(Saved data entries)
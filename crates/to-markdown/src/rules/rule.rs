//! Rule, Filter and Replacement types for HTML conversion.

use std::fmt;

use regex::Regex;

use super::template;
use crate::tree::NodeRef;
use crate::utilities::Context;
use crate::{Result, ToMarkdownError};

/// Type alias for filter predicates
pub type PredicateFn = Box<dyn Fn(&NodeRef<'_>, &Context<'_>) -> bool + Send + Sync>;

/// Type alias for replacement functions: `(decoded content, node, context)`
pub type ReplacementFn = Box<dyn Fn(&str, &NodeRef<'_>, &Context<'_>) -> String + Send + Sync>;

/// A filter determines which elements a rule applies to
pub enum Filter {
    /// Match a single tag name, ignoring case
    TagName(String),
    /// Match any of multiple tag names, ignoring case
    TagNames(Vec<String>),
    /// Match the lowercase tag name against a regular expression
    Pattern(Regex),
    /// Match using a predicate function
    Predicate(PredicateFn),
}

impl Filter {
    /// Create a filter for a single tag
    pub fn tag(name: &str) -> Self {
        Filter::TagName(name.to_lowercase())
    }

    /// Create a filter for multiple tags
    pub fn tags(names: &[&str]) -> Self {
        Filter::TagNames(names.iter().map(|s| s.to_lowercase()).collect())
    }

    /// Create a filter from a regular expression source.
    ///
    /// Fails with [`ToMarkdownError::InvalidFilter`] when the pattern does
    /// not compile.
    pub fn pattern(pattern: &str) -> Result<Self> {
        Regex::new(pattern)
            .map(Filter::Pattern)
            .map_err(|e| ToMarkdownError::InvalidFilter(format!("invalid pattern `{pattern}`: {e}")))
    }

    /// Create a filter with a predicate
    pub fn predicate<F>(f: F) -> Self
    where
        F: Fn(&NodeRef<'_>, &Context<'_>) -> bool + Send + Sync + 'static,
    {
        Filter::Predicate(Box::new(f))
    }

    /// Check if this filter matches a node
    pub fn matches(&self, node: &NodeRef<'_>, ctx: &Context<'_>) -> bool {
        let tag = node.tag_name();
        match self {
            Filter::TagName(t) => tag.eq_ignore_ascii_case(t),
            Filter::TagNames(tags) => tags.iter().any(|t| tag.eq_ignore_ascii_case(t)),
            Filter::Pattern(re) => re.is_match(tag),
            Filter::Predicate(f) => f(node, ctx),
        }
    }
}

impl fmt::Debug for Filter {
    fn fmt(&self, f: &mut fmt::Formatter<'_>) -> fmt::Result {
        match self {
            Filter::TagName(t) => f.debug_tuple("TagName").field(t).finish(),
            Filter::TagNames(tags) => f.debug_tuple("TagNames").field(tags).finish(),
            Filter::Pattern(re) => f.debug_tuple("Pattern").field(&re.as_str()).finish(),
            Filter::Predicate(_) => f.write_str("Predicate(..)"),
        }
    }
}

/// How a matched element becomes Markdown
pub enum Replacement {
    /// Call a function with the decoded content and the node
    Function(ReplacementFn),
    /// Render a template, see [`template`](super::template)
    Template(String),
}

impl Replacement {
    /// Produce the Markdown for a matched node
    pub fn render(&self, content: &str, node: &NodeRef<'_>, ctx: &Context<'_>) -> Result<String> {
        match self {
            Replacement::Function(f) => Ok(f(content, node, ctx)),
            Replacement::Template(source) => template::render(source, content, node),
        }
    }
}

impl fmt::Debug for Replacement {
    fn fmt(&self, f: &mut fmt::Formatter<'_>) -> fmt::Result {
        match self {
            Replacement::Function(_) => f.write_str("Function(..)"),
            Replacement::Template(source) => f.debug_tuple("Template").field(source).finish(),
        }
    }
}

/// A rule defines how to convert a matched HTML element to Markdown
#[derive(Debug)]
pub struct Rule {
    /// Filter to determine which elements this rule applies to
    pub filter: Filter,
    /// Replacement that generates Markdown
    pub replacement: Replacement,
}

impl Rule {
    /// Create a new rule
    pub fn new<F>(filter: Filter, replacement: F) -> Self
    where
        F: Fn(&str, &NodeRef<'_>, &Context<'_>) -> String + Send + Sync + 'static,
    {
        Self {
            filter,
            replacement: Replacement::Function(Box::new(replacement)),
        }
    }

    /// Create a rule rendering a template
    pub fn template(filter: Filter, template: &str) -> Self {
        Self {
            filter,
            replacement: Replacement::Template(template.to_string()),
        }
    }

    /// Create a rule that matches a single tag
    pub fn for_tag<F>(tag: &str, replacement: F) -> Self
    where
        F: Fn(&str, &NodeRef<'_>, &Context<'_>) -> String + Send + Sync + 'static,
    {
        Self::new(Filter::tag(tag), replacement)
    }

    /// Create a rule that matches multiple tags
    pub fn for_tags<F>(tags: &[&str], replacement: F) -> Self
    where
        F: Fn(&str, &NodeRef<'_>, &Context<'_>) -> String + Send + Sync + 'static,
    {
        Self::new(Filter::tags(tags), replacement)
    }

    /// Check if this rule applies to a node
    pub fn matches(&self, node: &NodeRef<'_>, ctx: &Context<'_>) -> bool {
        self.filter.matches(node, ctx)
    }

    /// Apply this rule's replacement
    pub fn replace(&self, content: &str, node: &NodeRef<'_>, ctx: &Context<'_>) -> Result<String> {
        self.replacement.render(content, node, ctx)
    }
}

## Exercise
Every entry should be printed again exactly as it stands.

## Result for this exercise
filename crates/to-markdown/src/rules/rule.rs
//! Rule, Filter and Replacement types for HTML conversion.

use std::fmt;

use regex::Regex;

use super::template;
use crate::tree::NodeRef;
use crate::utilities::Context;
use crate::{Result, ToMarkdownError};

/// Type alias for filter predicates
pub type PredicateFn = Box<dyn Fn(&NodeRef<'_>, &Context<'_>) -> bool + Send + Sync>;

/// Type alias for replacement functions: `(decoded content, node, context)`
pub type ReplacementFn = Box<dyn Fn(&str, &NodeRef<'_>, &Context<'_>) -> String + Send + Sync>;

/// A filter determines which elements a rule applies to
pub enum Filter {
    /// Match a single tag name, ignoring case
    TagName(String),
    /// Match any of multiple tag names, ignoring case
    TagNames(Vec<String>),
    /// Match the lowercase tag name against a regular expression
    Pattern(Regex),
    /// Match using a predicate function
    Predicate(PredicateFn),
}

impl Filter {
    /// Create a filter for a single tag
    pub fn tag(name: &str) -> Self {
        Filter::TagName(name.to_lowercase())
    }

    /// Create a filter for multiple tags
    pub fn tags(names: &[&str]) -> Self {
        Filter::TagNames(names.iter().map(|s| s.to_lowercase()).collect())
    }

    /// Create a filter from a regular expression source.
    ///
    /// Fails with [`ToMarkdownError::InvalidFilter`] when the pattern does
    /// not compile.
    pub fn pattern(pattern: &str) -> Result<Self> {
        Regex::new(pattern)
            .map(Filter::Pattern)
            .map_err(|e| ToMarkdownError::InvalidFilter(format!("invalid pattern `{pattern}`: {e}")))
    }

    /// Create a filter with a predicate
    pub fn predicate<F>(f: F) -> Self
    where
        F: Fn(&NodeRef<'_>, &Context<'_>) -> bool + Send + Sync + 'static,
    {
        Filter::Predicate(Box::new(f))
    }

    /// Check if this filter matches a node
    pub fn matches(&self, node: &NodeRef<'_>, ctx: &Context<'_>) -> bool {
        let tag = node.tag_name();
        match self {
            Filter::TagName(t) => tag.eq_ignore_ascii_case(t),
            Filter::TagNames(tags) => tags.iter().any(|t| tag.eq_ignore_ascii_case(t)),
            Filter::Pattern(re) => re.is_match(tag),
            Filter::Predicate(f) => f(node, ctx),
        }
    }
}

impl fmt::Debug for Filter {
    fn fmt(&self, f: &mut fmt::Formatter<'_>) -> fmt::Result {
        match self {
            Filter::TagName(t) => f.debug_tuple("TagName").field(t).finish(),
            Filter::TagNames(tags) => f.debug_tuple("TagNames").field(tags).finish(),
            Filter::Pattern(re) => f.debug_tuple("Pattern").field(&re.as_str()).finish(),
            Filter::Predicate(_) => f.write_str("Predicate(..)"),
        }
    }
}

/// How a matched element becomes Markdown
pub enum Replacement {
    /// Call a function with the decoded content and the node
    Function(ReplacementFn),
    /// Render a template, see [`template`](super::template)
    Template(String),
}

impl Replacement {
    /// Produce the Markdown for a matched node
    pub fn render(&self, content: &str, node: &NodeRef<'_>, ctx: &Context<'_>) -> Result<String> {
        match self {
            Replacement::Function(f) => Ok(f(content, node, ctx)),
            Replacement::Template(source) => template::render(source, content, node),
        }
    }
}

impl fmt::Debug for Replacement {
    fn fmt(&self, f: &mut fmt::Formatter<'_>) -> fmt::Result {
        match self {
            Replacement::Function(_) => f.write_str("Function(..)"),
            Replacement::Template(source) => f.debug_tuple("Template").field(source).finish(),
        }
    }
}

/// A rule defines how to convert a matched HTML element to Markdown
#[derive(Debug)]
pub struct Rule {
    /// Filter to determine which elements this rule applies to
    pub filter: Filter,
    /// Replacement that generates Markdown
    pub replacement: Replacement,
}

impl Rule {
    /// Create a new rule
    pub fn new<F>(filter: Filter, replacement: F) -> Self
    where
        F: Fn(&str, &NodeRef<'_>, &Context<'_>) -> String + Send + Sync + 'static,
    {
        Self {
            filter,
            replacement: Replacement::Function(Box::new(replacement)),
        }
    }

    /// Create a rule rendering a template
    pub fn template(filter: Filter, template: &str) -> Self {
        Self {
            filter,
            replacement: Replacement::Template(template.to_string()),
        }
    }

    /// Create a rule that matches a single tag
    pub fn for_tag<F>(tag: &str, replacement: F) -> Self
    where
        F: Fn(&str, &NodeRef<'_>, &Context<'_>) -> String + Send + Sync + 'static,
    {
        Self::new(Filter::tag(tag), replacement)
    }

    /// Create a rule that matches multiple tags
    pub fn for_tags<F>(tags: &[&str], replacement: F) -> Self
    where
        F: Fn(&str, &NodeRef<'_>, &Context<'_>) -> String + Send + Sync + 'static,
    {
        Self::new(Filter::tags(tags), replacement)
    }

    /// Check if this rule applies to a node
    pub fn matches(&self, node: &NodeRef<'_>, ctx: &Context<'_>) -> bool {
        self.filter.matches(node, ctx)
    }

    /// Apply this rule's replacement
    pub fn replace(&self, content: &str, node: &NodeRef<'_>, ctx: &Context<'_>) -> Result<String> {
        self.replacement.render(content, node, ctx)
    }
}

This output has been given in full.